Zoe Weston, Manager Practice and Permanency for New England, Department Communities & Justice told us her story about being a short term and emergency respite carer for foster children with her wife:  

“My wife and I have been short term, emergency respite carers for five years now. I remember sitting in a cafe in Glebe really early on in our relationship and we were talking about both wanting to be foster carers. My background in child services meant I knew there was a shortage of carers, so when it was the right time for us, we decided to go for it. 

We chose to be short term and emergency carers so we can have a break, and we also know those children will be going home to family. In the five years we’ve had 12 children come and stay with us. Our shortest stay was 24 hours and the longest was 14 months. In terms of finding joy it’s about the children themselves. They often have a history of trauma and quite a difficult time. There are things about those kids that spark joy and make you laugh sometimes hysterically. 

One little boy we looked after who had had a pretty rough life… every morning he’d hop in the shower and be singing really loudly. I thought “maybe the neighbours don’t want to hear your kids singing in the shower at 6am!” But it’s the joy in the little things, driving to football, singing in the shower, that adds the real joy to being a foster carer.”

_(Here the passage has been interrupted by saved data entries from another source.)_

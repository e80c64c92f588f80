use std::fmt;
use std::time::Duration;

use chrono::{DateTime, Utc};

use crate::id;

/// Which protocol produced a handle.
#[derive(Debug, Clone, Copy, PartialEq, Eq)]
pub enum Strategy {
    /// Single-store lock.
    Single,
    /// Quorum lock across multiple independent stores.
    Quorum,
}

impl fmt::Display for Strategy {
    fn fmt(&self, f: &mut fmt::Formatter<'_>) -> fmt::Result {
        match self {
            Self::Single => f.write_str("single"),
            Self::Quorum => f.write_str("quorum"),
        }
    }
}

/// How an acquisition went: attempts used, wall-clock duration, and which
/// stores accepted the lease.
#[derive(Debug, Clone)]
pub struct AcquisitionMetadata {
    pub(crate) attempts: u32,
    pub(crate) elapsed: Duration,
    pub(crate) nodes: Vec<String>,
    pub(crate) strategy: Strategy,
    pub(crate) validity: Option<Duration>,
}

impl AcquisitionMetadata {
    /// Number of tries the acquisition needed (1 = first try).
    pub fn attempts(&self) -> u32 {
        self.attempts
    }

    /// Wall-clock duration of the acquisition.
    pub fn elapsed(&self) -> Duration {
        self.elapsed
    }

    /// Names of the stores that accepted the lease.
    pub fn nodes(&self) -> &[String] {
        &self.nodes
    }

    /// The protocol that produced the handle.
    pub fn strategy(&self) -> Strategy {
        self.strategy
    }

    /// Lower bound on how long the lease is safe to rely on, after clock
    /// drift and acquisition time are subtracted. Only set by the quorum
    /// protocol.
    pub fn validity(&self) -> Option<Duration> {
        self.validity
    }
}

/// Proof of ownership of a lease, returned by a successful acquire.
///
/// A handle is immutable and is the only way to release or extend the lease
/// it represents: it cannot be constructed outside this crate, so ownership
/// verification against the stored lease value cannot be bypassed. A handle
/// whose extension has failed is dead; releasing it is permitted and
/// reports `false`.
#[derive(Debug, Clone)]
pub struct LockHandle {
    id: String,
    key: String,
    value: String,
    acquired_at: DateTime<Utc>,
    ttl: Duration,
    metadata: AcquisitionMetadata,
}

impl LockHandle {
    pub(crate) fn new(key: String, value: String, ttl: Duration, metadata: AcquisitionMetadata) -> Self {
        Self {
            id: id::new_handle_id(),
            key,
            value,
            acquired_at: Utc::now(),
            ttl,
            metadata,
        }
    }

    /// Locally unique identifier for client-side tracking.
    pub fn id(&self) -> &str {
        &self.id
    }

    /// The logical key the caller requested (before any store-side prefix).
    pub fn key(&self) -> &str {
        &self.key
    }

    /// The lease value written into the store(s).
    pub fn value(&self) -> &str {
        &self.value
    }

    /// Wall-clock timestamp at which the acquisition returned.
    pub fn acquired_at(&self) -> DateTime<Utc> {
        self.acquired_at
    }

    /// The requested lease duration.
    pub fn ttl(&self) -> Duration {
        self.ttl
    }

    /// Acquisition details.
    pub fn metadata(&self) -> &AcquisitionMetadata {
        &self.metadata
    }
}

#[cfg(test)]
mod tests {
    use super::*;

    fn sample_handle() -> LockHandle {
        LockHandle::new(
            "orders:42".into(),
            id::new_lease_value(),
            Duration::from_secs(30),
            AcquisitionMetadata {
                attempts: 2,
                elapsed: Duration::from_millis(210),
                nodes: vec!["primary".into()],
                strategy: Strategy::Single,
                validity: None,
            },
        )
    }

    #[test]
    fn handle_exposes_acquisition_details() {
        let handle = sample_handle();
        assert_eq!(handle.key(), "orders:42");
        assert_eq!(handle.value().len(), 32);
        assert_eq!(handle.ttl(), Duration::from_secs(30));
        assert_eq!(handle.metadata().attempts(), 2);
        assert_eq!(handle.metadata().nodes(), ["primary".to_string()]);
        assert_eq!(handle.metadata().strategy(), Strategy::Single);
        assert!(handle.metadata().validity().is_none());
    }

    #[test]
    fn handles_get_distinct_ids() {
        let a = sample_handle();
        let b = sample_handle();
        assert_ne!(a.id(), b.id());
    }

    #[test]
    fn strategy_display() {
        assert_eq!(Strategy::Single.to_string(), "single");
        assert_eq!(Strategy::Quorum.to_string(), "quorum");
    }
}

Fiona Duncan, Senior Communications Advisor, Department Planning Industry and Environment is a carer for her Uncle who is in aged care:  

“My uncle was my favourite uncle, and over the last five years he’s found it more and more difficult to live on his own. We were trying to make him move to Newcastle from Tasmania but he wasn’t having it! But he had an accident in April which affected his mobility and he couldn’t go home. 

We needed to work out how we could move someone with severe mobility issues from Tasmania to Newcastle, how to navigate getting him in aged care and all in pandemic! But he’s here now.  

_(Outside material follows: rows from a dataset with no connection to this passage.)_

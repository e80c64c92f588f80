//! Convenience layer for acquiring several independent keys at once.
//!
//! This is not part of the safety core: each key is an ordinary
//! single-store lease and no atomicity exists across keys. Keys are always
//! acquired in sorted order, which keeps competing batch acquirers from
//! deadlocking against each other in the common case.

use std::sync::Arc;

use tracing::warn;

use crate::error::LockError;
use crate::handle::LockHandle;
use crate::options::LockOptions;
use crate::single::SingleLock;
use crate::store::LockStore;

/// A batch of independent single-store locks acquired in a stable order.
#[derive(Debug)]
pub struct MultiLock {
    locks: Vec<SingleLock>,
}

impl MultiLock {
    /// Build locks for `keys` against one store, sorted and deduplicated,
    /// each using the TTL and retry settings of `template` (its `key` field
    /// is ignored).
    ///
    /// # Errors
    ///
    /// Returns [`LockError::Configuration`] when `keys` is empty or any key
    /// is invalid.
    pub fn new(
        store: Arc<dyn LockStore>,
        keys: Vec<String>,
        template: &LockOptions,
    ) -> Result<Self, LockError> {
        if keys.is_empty() {
            return Err(LockError::Configuration(
                "a batch needs at least one key".into(),
            ));
        }
        let mut keys = keys;
        keys.sort();
        keys.dedup();

        let locks = keys
            .into_iter()
            .map(|key| {
                SingleLock::new(
                    Arc::clone(&store),
                    LockOptions {
                        key,
                        ..template.clone()
                    },
                )
            })
            .collect::<Result<Vec<_>, _>>()?;
        Ok(Self { locks })
    }

    /// The keys in acquisition order.
    pub fn keys(&self) -> impl Iterator<Item = &str> {
        self.locks.iter().map(|lock| lock.options().key.as_str())
    }

    /// Acquire every key, in order. All-or-nothing: if any acquisition
    /// fails, the leases already held are released in reverse order and the
    /// error is returned.
    ///
    /// # Errors
    ///
    /// Propagates the first [`LockError::Acquisition`].
    pub async fn acquire_all(&self) -> Result<Vec<LockHandle>, LockError> {
        let mut handles = Vec::with_capacity(self.locks.len());

        for lock in &self.locks {
            match lock.acquire().await {
                Ok(handle) => handles.push(handle),
                Err(e) => {
                    for (held, handle) in self.locks.iter().zip(handles.iter()).rev() {
                        if let Err(release_err) = held.release(handle).await {
                            warn!(key = handle.key(), error = %release_err, "unwind release failed");
                        }
                    }
                    return Err(e);
                }
            }
        }
        Ok(handles)
    }

    /// Release every handle, in reverse acquisition order. Returns one flag
    /// per handle (in the input order): `true` iff that lease was deleted.
    /// Store failures are logged and read as `false`.
    pub async fn release_all(&self, handles: &[LockHandle]) -> Vec<bool> {
        let mut results = Vec::with_capacity(handles.len());

        for handle in handles.iter().rev() {
            let released = match self.lock_for(handle.key()) {
                Some(lock) => match lock.release(handle).await {
                    Ok(released) => released,
                    Err(e) => {
                        warn!(key = handle.key(), error = %e, "batch release failed");
                        false
                    }
                },
                None => false,
            };
            results.push(released);
        }

        results.reverse();
        results
    }

    fn lock_for(&self, key: &str) -> Option<&SingleLock> {
        self.locks
            .binary_search_by(|lock| lock.options().key.as_str().cmp(key))
            .ok()
            .map(|i| &self.locks[i])
    }
}

#[cfg(test)]
mod tests {
    use super::*;

    #[test]
    fn empty_batch_rejected() {
        let err = MultiLock::new(
            unreachable_store(),
            Vec::new(),
            &LockOptions::new("unused"),
        )
        .expect_err("empty batch should be rejected");
        assert!(matches!(err, LockError::Configuration(_)));
    }

    #[test]
    fn keys_are_sorted_and_deduplicated() {
        let batch = MultiLock::new(
            unreachable_store(),
            vec!["b".into(), "a".into(), "c".into(), "a".into()],
            &LockOptions::new("unused"),
        )
        .expect("batch should build");
        let keys: Vec<&str> = batch.keys().collect();
        assert_eq!(keys, ["a", "b", "c"]);
    }

    fn unreachable_store() -> Arc<dyn LockStore> {
        use std::time::Duration;

        use async_trait::async_trait;

        use crate::error::StoreError;
        use crate::store::{ExtendOutcome, Inspection};

        struct Unreachable;

        #[async_trait]
        impl LockStore for Unreachable {
            async fn set_if_absent(
                &self,
                _: &str,
                _: &str,
                _: Duration,
            ) -> Result<bool, StoreError> {
                Err(StoreError::Connection("unreachable".into()))
            }
            async fn get(&self, _: &str) -> Result<Option<String>, StoreError> {
                Err(StoreError::Connection("unreachable".into()))
            }
            async fn delete(&self, _: &str) -> Result<u64, StoreError> {
                Err(StoreError::Connection("unreachable".into()))
            }
            async fn delete_if_match(&self, _: &str, _: &str) -> Result<bool, StoreError> {
                Err(StoreError::Connection("unreachable".into()))
            }
            async fn extend_if_match(
                &self,
                _: &str,
                _: &str,
                _: Duration,
            ) -> Result<bool, StoreError> {
                Err(StoreError::Connection("unreachable".into()))
            }
            async fn atomic_extend(
                &self,
                _: &str,
                _: &str,
                _: Duration,
                _: Duration,
            ) -> Result<ExtendOutcome, StoreError> {
                Err(StoreError::Connection("unreachable".into()))
            }
            async fn inspect(&self, _: &str) -> Result<Option<Inspection>, StoreError> {
                Err(StoreError::Connection("unreachable".into()))
            }
            async fn ping(&self) -> Result<(), StoreError> {
                Err(StoreError::Connection("unreachable".into()))
            }
            fn is_connected(&self) -> bool {
                false
            }
            async fn disconnect(&self) {}
            fn name(&self) -> &str {
                "unreachable"
            }
        }

        Arc::new(Unreachable)
    }
}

How do I find joy in being a carer?  I do it because I love my uncle, he’s still funny and witty… the life of the party. When  he’s had enough he’ll wheel himself out of the room. We’re trying to work out how to get him to the pool as he was a state level swimmer. The joy you get from having a chat about how he can use a swing to get into the pool now, and the smile on his face is just great.” 

Andrew Parkinson is Director Communications at DPIE and cares for his wife who is diagnosed with frontal lobe dementia and suspected motor neurone disease. 

“My experience with my wife Jen was when she started slurring her words, she has xxx and frontal lobe dementia and there is a suspicion she has motor neurone disease as well. 

I had to step up as a carer and get NDIS support, I don’t know what I would have done without NDIS support, it’s something we need to protect. 

She has lost the power of speech, she’s a beautiful artist she is not doing that anymore. In terms of finding joy it’s been very difficult as this has been such a quick thing that has happened. Joy is so much more powerful than grief. It’s a light in the darkness. It’s the light that comes on when the darkness has gone. 

We had some guys doing gardening in the backyard and they had their tops off, she was giggling with her care worker and they all clammed up and went quiet when I came into the room. She’s still cheeky!